See also Fig. 4, it describes the synoptic diagram that identification unit is applied in Chinese name automatic speech recognizing input system for syllable of the present invention.Syllable is described identification unit and is comprised a syllable and describe a recognition engine and a syllable descriptive language model, wherein this syllable descriptive language model is the language model that uses the phrase data of syllable description to be trained according to a basic vocabulary and, describe recognition engine with reference to comparison usefulness for syllable, wherein this basic vocabulary can be made up of 408 syllables or 1300 toned syllables or 408 syllables and 1300 toned syllables.After describing the phonetic entry of kenel with a syllable, obtain processing via above-mentioned characteristic parameter, recognition engine described in syllable just can be with reference to syllable descriptive language model, and pick out the possible outcome that this syllable is described, refer again to the corresponding character list of syllable, and find out possible character group that should syllable thereafter.

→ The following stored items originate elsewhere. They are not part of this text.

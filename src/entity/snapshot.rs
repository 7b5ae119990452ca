//! Immutable view of the local player for negotiation
//!
//! The negotiator never reads a live, mutable local-player object. The
//! embedding client captures the relevant fields once per tick into a
//! [`LocalPlayer`] snapshot, which keeps the decision procedure pure and
//! testable in isolation.

use glam::Vec2;

use super::PeerId;

/// Collision facts about the local player's body, produced by the
/// external physics collaborator.
#[derive(Debug, Clone, Copy, Default)]
pub struct ContactState {
    /// Body is embedded inside another collider.
    pub embedded: bool,
    /// Body is touching at least one other collider.
    pub touching: bool,
}

impl ContactState {
    /// True when the body has no contact at all. Calls are only torn down
    /// while clear, so normal shared jostling never drops a call.
    pub fn clear(&self) -> bool {
        !self.embedded && !self.touching
    }
}

/// Per-tick snapshot of the local player's negotiation-relevant fields.
#[derive(Debug, Clone)]
pub struct LocalPlayer {
    pub id: PeerId,
    pub position: Vec2,
    pub ready_to_connect: bool,
    pub media_connected: bool,
    pub contact: ContactState,
}

impl LocalPlayer {
    pub fn new(id: PeerId, position: Vec2) -> Self {
        Self {
            id,
            position,
            ready_to_connect: false,
            media_connected: false,
            contact: ContactState::default(),
        }
    }
}

#[cfg(test)]
mod tests {
    use super::*;

    #[test]
    fn test_default_contact_is_clear() {
        assert!(ContactState::default().clear());
    }

    #[test]
    fn test_any_contact_is_not_clear() {
        assert!(!ContactState { embedded: true, touching: false }.clear());
        assert!(!ContactState { embedded: false, touching: true }.clear());
        assert!(!ContactState { embedded: true, touching: true }.clear());
    }

    #[test]
    fn test_snapshot_defaults() {
        let local = LocalPlayer::new(PeerId::new("me"), Vec2::new(1.0, 2.0));
        assert!(!local.ready_to_connect);
        assert!(!local.media_connected);
        assert!(local.contact.clear());
    }
}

For instance, if the modern desire of user identification " Wang Xiaoming ", then as user during with phonetic entry " Wang Xiaoming " (Wang Xiao Ming), total man's name identification network unit just can cut into name " king ", " little ", " bright " identification respectively, to pronounce subsequently to be " king ", " little ", the character confirmation unit passed in the most possible character of " bright ", auxiliary user carries out affirmation work by the character confirmation unit, suppose that output unit is a screen, then screen can show the most possible character of pronunciation for " king " respectively, for example: 1. king 2. dies, when the user selects after 1, show the most possible character of pronunciation again for " little ", for example: 1 little 2. knows 3. formal little slender bamboos, is confirmed by the user, by that analogy again.The demonstration of most possible character is to sort from high to lower with the frequency of occurrences, can confirm faster to make things convenient for the user, and also can just dynamically update the frequency of occurrences according to the probability of inquiring about at set intervals.If output unit is the words (for example Help by Phone) of voice, then most possible character can be described with phrase kenel commonly used, and for example: " the 2. dawn of dawn in spring ", the user also can confirm by telephone key-press.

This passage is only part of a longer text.